#### Data for processing ####

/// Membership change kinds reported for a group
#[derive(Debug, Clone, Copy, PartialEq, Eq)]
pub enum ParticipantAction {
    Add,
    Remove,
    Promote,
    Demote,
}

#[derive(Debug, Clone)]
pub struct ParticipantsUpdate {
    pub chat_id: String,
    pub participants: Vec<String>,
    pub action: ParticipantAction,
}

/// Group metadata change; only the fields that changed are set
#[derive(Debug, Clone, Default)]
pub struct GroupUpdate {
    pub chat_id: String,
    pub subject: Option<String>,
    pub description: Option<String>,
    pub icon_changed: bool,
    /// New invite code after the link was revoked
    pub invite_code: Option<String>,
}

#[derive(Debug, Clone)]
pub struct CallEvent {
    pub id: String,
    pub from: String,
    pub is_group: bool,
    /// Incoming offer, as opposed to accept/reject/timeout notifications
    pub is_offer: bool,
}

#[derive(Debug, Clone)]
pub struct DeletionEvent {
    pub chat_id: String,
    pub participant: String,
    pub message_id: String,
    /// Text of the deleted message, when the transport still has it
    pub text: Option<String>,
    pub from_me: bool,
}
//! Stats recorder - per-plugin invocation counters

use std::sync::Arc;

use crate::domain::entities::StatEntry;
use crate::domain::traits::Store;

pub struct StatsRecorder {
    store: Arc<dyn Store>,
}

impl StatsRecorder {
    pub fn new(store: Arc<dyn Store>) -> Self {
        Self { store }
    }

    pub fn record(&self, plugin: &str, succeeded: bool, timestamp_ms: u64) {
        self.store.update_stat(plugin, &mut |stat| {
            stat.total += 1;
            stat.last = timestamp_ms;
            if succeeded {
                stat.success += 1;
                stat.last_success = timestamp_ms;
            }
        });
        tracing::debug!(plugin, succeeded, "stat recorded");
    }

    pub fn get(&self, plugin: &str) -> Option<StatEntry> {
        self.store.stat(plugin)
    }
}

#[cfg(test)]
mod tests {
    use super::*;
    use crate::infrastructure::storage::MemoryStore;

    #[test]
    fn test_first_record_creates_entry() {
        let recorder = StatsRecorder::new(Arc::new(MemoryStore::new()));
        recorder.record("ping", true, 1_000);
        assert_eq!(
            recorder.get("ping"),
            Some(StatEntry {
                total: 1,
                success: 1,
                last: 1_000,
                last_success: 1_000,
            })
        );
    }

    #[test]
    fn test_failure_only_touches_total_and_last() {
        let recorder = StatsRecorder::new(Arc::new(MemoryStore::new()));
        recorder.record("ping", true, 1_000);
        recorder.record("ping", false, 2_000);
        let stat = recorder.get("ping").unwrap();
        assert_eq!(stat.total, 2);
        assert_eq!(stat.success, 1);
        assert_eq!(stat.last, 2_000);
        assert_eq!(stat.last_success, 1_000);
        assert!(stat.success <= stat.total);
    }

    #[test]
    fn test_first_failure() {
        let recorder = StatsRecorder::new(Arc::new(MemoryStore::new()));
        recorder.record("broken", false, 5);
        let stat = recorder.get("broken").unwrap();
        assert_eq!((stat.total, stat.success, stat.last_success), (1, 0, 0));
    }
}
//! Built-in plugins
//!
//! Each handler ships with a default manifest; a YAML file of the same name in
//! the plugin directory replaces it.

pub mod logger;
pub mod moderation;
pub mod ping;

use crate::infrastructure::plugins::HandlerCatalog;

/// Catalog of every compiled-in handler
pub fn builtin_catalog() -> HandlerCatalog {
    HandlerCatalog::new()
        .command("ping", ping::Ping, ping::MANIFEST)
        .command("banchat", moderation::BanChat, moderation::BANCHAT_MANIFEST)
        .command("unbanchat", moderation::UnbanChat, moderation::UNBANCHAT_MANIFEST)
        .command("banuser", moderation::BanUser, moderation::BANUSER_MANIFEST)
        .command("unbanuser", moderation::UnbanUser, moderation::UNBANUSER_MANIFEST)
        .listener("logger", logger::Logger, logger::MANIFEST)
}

####

** Action item **
What's wanted is a faithful copy of each entry above.

** Solution to this task **
/// Membership change kinds reported for a group
#[derive(Debug, Clone, Copy, PartialEq, Eq)]
pub enum ParticipantAction {
    Add,
    Remove,
    Promote,
    Demote,
}

#[derive(Debug, Clone)]
pub struct ParticipantsUpdate {
    pub chat_id: String,
    pub participants: Vec<String>,
    pub action: ParticipantAction,
}

/// Group metadata change; only the fields that changed are set
#[derive(Debug, Clone, Default)]
pub struct GroupUpdate {
    pub chat_id: String,
    pub subject: Option<String>,
    pub description: Option<String>,
    pub icon_changed: bool,
    /// New invite code after the link was revoked
    pub invite_code: Option<String>,
}

#[derive(Debug, Clone)]
pub struct CallEvent {
    pub id: String,
    pub from: String,
    pub is_group: bool,
    /// Incoming offer, as opposed to accept/reject/timeout notifications
    pub is_offer: bool,
}

#[derive(Debug, Clone)]
pub struct DeletionEvent {
    pub chat_id: String,
    pub participant: String,
    pub message_id: String,
    /// Text of the deleted message, when the transport still has it
    pub text: Option<String>,
    pub from_me: bool,
}
//! Stats recorder - per-plugin invocation counters

use std::sync::Arc;

use crate::domain::entities::StatEntry;
use crate::domain::traits::Store;

pub struct StatsRecorder {
    store: Arc<dyn Store>,
}

impl StatsRecorder {
    pub fn new(store: Arc<dyn Store>) -> Self {
        Self { store }
    }

    pub fn record(&self, plugin: &str, succeeded: bool, timestamp_ms: u64) {
        self.store.update_stat(plugin, &mut |stat| {
            stat.total += 1;
            stat.last = timestamp_ms;
            if succeeded {
                stat.success += 1;
                stat.last_success = timestamp_ms;
            }
        });
        tracing::debug!(plugin, succeeded, "stat recorded");
    }

    pub fn get(&self, plugin: &str) -> Option<StatEntry> {
        self.store.stat(plugin)
    }
}

#[cfg(test)]
mod tests {
    use super::*;
    use crate::infrastructure::storage::MemoryStore;

    #[test]
    fn test_first_record_creates_entry() {
        let recorder = StatsRecorder::new(Arc::new(MemoryStore::new()));
        recorder.record("ping", true, 1_000);
        assert_eq!(
            recorder.get("ping"),
            Some(StatEntry {
                total: 1,
                success: 1,
                last: 1_000,
                last_success: 1_000,
            })
        );
    }

    #[test]
    fn test_failure_only_touches_total_and_last() {
        let recorder = StatsRecorder::new(Arc::new(MemoryStore::new()));
        recorder.record("ping", true, 1_000);
        recorder.record("ping", false, 2_000);
        let stat = recorder.get("ping").unwrap();
        assert_eq!(stat.total, 2);
        assert_eq!(stat.success, 1);
        assert_eq!(stat.last, 2_000);
        assert_eq!(stat.last_success, 1_000);
        assert!(stat.success <= stat.total);
    }

    #[test]
    fn test_first_failure() {
        let recorder = StatsRecorder::new(Arc::new(MemoryStore::new()));
        recorder.record("broken", false, 5);
        let stat = recorder.get("broken").unwrap();
        assert_eq!((stat.total, stat.success, stat.last_success), (1, 0, 0));
    }
}
//! Built-in plugins
//!
//! Each handler ships with a default manifest; a YAML file of the same name in
//! the plugin directory replaces it.

pub mod logger;
pub mod moderation;
pub mod ping;

use crate::infrastructure::plugins::HandlerCatalog;

/// Catalog of every compiled-in handler
pub fn builtin_catalog() -> HandlerCatalog {
    HandlerCatalog::new()
        .command("ping", ping::Ping, ping::MANIFEST)
        .command("banchat", moderation::BanChat, moderation::BANCHAT_MANIFEST)
        .command("unbanchat", moderation::UnbanChat, moderation::UNBANCHAT_MANIFEST)
        .command("banuser", moderation::BanUser, moderation::BANUSER_MANIFEST)
        .command("unbanuser", moderation::UnbanUser, moderation::UNBANUSER_MANIFEST)
        .listener("logger", logger::Logger, logger::MANIFEST)
}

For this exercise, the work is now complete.